● **Aim of the exercise**:
Report every line of the material that contains the string "handler".
---------- Raw data ----------
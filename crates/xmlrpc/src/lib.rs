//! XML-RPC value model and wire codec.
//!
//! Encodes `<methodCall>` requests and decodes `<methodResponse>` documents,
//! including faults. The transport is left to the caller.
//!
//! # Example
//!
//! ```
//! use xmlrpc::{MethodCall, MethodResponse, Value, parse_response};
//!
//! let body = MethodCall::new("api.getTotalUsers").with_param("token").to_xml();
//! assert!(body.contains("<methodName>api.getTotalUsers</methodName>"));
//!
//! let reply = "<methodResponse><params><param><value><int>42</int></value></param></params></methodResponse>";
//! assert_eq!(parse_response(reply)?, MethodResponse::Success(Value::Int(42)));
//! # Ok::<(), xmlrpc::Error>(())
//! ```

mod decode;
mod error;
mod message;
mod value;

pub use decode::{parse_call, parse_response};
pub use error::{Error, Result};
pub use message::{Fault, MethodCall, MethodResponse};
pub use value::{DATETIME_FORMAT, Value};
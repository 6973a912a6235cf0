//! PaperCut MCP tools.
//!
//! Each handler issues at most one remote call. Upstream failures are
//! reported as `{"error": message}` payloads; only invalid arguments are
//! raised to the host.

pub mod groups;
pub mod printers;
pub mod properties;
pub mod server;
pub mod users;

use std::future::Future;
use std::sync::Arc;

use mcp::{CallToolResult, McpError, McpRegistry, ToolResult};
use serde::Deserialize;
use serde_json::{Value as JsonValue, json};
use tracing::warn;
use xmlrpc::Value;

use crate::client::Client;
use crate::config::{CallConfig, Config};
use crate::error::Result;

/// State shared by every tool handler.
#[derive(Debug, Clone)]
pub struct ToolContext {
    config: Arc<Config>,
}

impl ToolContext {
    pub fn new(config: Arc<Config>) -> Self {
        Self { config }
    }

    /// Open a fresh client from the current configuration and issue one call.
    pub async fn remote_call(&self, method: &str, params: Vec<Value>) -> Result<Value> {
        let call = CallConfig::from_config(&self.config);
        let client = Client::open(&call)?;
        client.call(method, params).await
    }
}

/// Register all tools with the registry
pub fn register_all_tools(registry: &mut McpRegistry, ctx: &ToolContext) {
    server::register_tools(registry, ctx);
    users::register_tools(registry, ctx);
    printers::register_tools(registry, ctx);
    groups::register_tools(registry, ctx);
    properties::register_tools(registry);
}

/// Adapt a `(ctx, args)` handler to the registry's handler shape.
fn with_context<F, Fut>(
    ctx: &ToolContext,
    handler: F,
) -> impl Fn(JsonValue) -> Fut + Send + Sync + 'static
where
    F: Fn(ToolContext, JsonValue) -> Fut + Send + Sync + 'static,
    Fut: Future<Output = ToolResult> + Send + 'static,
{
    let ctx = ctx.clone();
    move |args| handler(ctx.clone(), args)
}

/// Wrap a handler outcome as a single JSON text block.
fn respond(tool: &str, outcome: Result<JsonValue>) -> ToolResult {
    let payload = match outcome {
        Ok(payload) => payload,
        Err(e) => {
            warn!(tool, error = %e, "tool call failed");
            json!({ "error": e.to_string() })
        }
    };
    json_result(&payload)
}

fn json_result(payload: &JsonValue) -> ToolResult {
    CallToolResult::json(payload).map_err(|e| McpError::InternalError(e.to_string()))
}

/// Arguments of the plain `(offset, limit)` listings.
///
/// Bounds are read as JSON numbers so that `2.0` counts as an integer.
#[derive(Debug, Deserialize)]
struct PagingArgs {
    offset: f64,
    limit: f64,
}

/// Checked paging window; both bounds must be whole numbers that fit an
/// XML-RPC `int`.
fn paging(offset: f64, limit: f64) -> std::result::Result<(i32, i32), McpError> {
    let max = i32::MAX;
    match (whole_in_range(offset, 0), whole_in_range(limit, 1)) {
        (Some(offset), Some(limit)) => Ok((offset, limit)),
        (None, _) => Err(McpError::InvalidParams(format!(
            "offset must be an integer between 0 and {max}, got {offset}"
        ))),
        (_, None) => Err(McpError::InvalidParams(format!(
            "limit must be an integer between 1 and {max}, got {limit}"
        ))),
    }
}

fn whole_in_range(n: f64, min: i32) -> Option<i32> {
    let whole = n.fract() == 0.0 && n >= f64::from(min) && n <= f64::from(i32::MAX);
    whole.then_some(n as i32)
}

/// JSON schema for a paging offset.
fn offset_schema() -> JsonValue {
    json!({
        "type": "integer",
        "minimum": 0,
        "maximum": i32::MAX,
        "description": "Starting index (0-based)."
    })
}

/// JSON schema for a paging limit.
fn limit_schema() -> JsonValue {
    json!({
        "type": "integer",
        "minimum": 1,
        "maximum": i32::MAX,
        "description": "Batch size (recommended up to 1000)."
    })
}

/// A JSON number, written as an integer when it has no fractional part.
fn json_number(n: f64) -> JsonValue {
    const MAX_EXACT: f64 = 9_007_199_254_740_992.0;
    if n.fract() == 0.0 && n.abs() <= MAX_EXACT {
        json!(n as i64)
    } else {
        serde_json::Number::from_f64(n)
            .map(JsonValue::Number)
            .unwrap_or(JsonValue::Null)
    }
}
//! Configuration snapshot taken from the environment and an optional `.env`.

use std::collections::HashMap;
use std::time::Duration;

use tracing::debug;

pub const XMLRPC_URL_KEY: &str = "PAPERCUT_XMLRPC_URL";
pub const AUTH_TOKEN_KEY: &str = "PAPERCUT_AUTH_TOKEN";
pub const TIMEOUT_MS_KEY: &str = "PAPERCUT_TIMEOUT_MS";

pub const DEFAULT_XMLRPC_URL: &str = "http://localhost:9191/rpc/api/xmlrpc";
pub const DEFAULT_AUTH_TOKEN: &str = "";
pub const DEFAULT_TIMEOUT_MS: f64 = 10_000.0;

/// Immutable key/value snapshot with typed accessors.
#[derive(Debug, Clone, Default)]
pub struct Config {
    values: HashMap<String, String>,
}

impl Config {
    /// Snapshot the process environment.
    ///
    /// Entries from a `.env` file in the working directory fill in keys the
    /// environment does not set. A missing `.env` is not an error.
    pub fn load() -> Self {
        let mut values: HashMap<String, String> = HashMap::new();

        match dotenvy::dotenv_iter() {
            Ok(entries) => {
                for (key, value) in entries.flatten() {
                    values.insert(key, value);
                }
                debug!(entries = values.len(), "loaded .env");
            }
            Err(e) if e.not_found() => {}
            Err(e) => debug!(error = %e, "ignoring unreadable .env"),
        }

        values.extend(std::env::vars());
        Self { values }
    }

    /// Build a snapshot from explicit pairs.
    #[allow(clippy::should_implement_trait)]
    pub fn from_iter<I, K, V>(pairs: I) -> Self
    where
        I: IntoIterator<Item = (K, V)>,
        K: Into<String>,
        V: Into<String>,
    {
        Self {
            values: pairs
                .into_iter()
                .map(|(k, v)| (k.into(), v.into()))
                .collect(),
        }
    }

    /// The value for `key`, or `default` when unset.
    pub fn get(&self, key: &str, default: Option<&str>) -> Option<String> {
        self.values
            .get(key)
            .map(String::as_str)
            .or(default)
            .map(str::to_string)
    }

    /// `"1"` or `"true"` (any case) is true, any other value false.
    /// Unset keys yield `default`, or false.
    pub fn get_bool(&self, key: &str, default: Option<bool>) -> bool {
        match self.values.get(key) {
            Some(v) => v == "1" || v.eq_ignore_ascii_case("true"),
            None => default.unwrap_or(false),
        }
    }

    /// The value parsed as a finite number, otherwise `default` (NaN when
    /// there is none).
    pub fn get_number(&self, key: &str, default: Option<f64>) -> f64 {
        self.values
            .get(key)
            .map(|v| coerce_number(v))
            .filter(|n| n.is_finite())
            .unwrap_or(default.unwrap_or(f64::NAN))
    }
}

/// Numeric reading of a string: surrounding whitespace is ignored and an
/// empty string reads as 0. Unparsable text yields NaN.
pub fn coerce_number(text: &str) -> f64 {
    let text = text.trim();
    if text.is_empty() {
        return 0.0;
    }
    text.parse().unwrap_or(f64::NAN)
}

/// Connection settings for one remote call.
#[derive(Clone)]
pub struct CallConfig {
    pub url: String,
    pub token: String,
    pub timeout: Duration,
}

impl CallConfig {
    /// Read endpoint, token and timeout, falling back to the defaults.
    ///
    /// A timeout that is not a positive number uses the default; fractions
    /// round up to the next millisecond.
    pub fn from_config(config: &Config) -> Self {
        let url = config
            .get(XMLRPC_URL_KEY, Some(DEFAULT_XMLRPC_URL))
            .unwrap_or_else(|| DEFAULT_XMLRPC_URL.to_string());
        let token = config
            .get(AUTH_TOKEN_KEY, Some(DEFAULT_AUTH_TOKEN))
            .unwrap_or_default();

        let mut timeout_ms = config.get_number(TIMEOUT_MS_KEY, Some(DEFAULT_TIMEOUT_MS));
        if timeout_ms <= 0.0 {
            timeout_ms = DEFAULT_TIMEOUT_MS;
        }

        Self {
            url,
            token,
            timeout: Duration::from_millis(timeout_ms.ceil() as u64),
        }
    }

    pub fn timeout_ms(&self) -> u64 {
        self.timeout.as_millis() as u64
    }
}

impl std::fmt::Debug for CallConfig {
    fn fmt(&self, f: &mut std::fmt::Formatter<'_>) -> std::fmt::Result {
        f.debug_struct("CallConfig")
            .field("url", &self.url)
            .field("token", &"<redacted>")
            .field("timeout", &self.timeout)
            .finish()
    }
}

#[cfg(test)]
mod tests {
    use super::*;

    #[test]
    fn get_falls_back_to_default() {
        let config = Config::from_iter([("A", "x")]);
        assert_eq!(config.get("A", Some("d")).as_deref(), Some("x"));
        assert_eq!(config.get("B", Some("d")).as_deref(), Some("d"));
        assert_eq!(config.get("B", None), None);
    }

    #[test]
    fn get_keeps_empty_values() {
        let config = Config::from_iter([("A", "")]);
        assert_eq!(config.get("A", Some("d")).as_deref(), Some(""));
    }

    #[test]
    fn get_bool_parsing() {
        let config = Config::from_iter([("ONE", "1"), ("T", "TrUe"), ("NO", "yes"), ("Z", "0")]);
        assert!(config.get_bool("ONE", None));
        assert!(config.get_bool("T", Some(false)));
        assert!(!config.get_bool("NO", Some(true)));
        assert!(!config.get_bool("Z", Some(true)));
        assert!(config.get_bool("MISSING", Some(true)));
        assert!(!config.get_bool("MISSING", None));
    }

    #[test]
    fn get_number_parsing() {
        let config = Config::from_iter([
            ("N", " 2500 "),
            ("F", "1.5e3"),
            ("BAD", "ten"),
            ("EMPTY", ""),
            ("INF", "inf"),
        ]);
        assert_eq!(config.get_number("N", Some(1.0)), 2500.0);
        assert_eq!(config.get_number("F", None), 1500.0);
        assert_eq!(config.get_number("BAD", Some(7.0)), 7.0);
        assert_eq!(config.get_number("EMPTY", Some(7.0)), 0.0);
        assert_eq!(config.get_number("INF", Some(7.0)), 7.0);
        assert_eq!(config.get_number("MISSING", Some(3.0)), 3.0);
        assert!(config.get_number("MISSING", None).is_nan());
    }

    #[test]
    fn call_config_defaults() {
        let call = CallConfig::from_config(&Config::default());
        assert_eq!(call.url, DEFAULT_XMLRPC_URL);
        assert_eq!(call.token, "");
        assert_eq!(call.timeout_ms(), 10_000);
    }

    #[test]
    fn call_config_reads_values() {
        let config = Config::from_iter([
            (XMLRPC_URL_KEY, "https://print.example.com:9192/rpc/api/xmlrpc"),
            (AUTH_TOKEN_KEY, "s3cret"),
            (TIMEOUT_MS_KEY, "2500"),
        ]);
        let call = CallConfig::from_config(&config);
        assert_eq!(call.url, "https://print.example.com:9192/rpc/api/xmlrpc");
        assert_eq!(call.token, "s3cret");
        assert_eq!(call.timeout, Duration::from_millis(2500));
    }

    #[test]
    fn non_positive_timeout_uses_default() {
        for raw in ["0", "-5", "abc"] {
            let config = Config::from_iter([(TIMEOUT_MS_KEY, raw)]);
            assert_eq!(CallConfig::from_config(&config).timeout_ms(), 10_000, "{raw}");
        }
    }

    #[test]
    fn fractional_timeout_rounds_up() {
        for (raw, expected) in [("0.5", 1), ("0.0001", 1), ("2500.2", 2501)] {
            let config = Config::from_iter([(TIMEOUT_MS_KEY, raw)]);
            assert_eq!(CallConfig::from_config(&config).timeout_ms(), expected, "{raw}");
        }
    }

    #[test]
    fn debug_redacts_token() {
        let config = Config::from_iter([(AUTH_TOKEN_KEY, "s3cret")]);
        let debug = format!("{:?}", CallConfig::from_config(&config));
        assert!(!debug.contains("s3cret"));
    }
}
----------
● **Your solution**:
//! Each handler issues at most one remote call. Upstream failures are
/// State shared by every tool handler.
/// Adapt a `(ctx, args)` handler to the registry's handler shape.
    handler: F,
    move |args| handler(ctx.clone(), args)
/// Wrap a handler outcome as a single JSON text block.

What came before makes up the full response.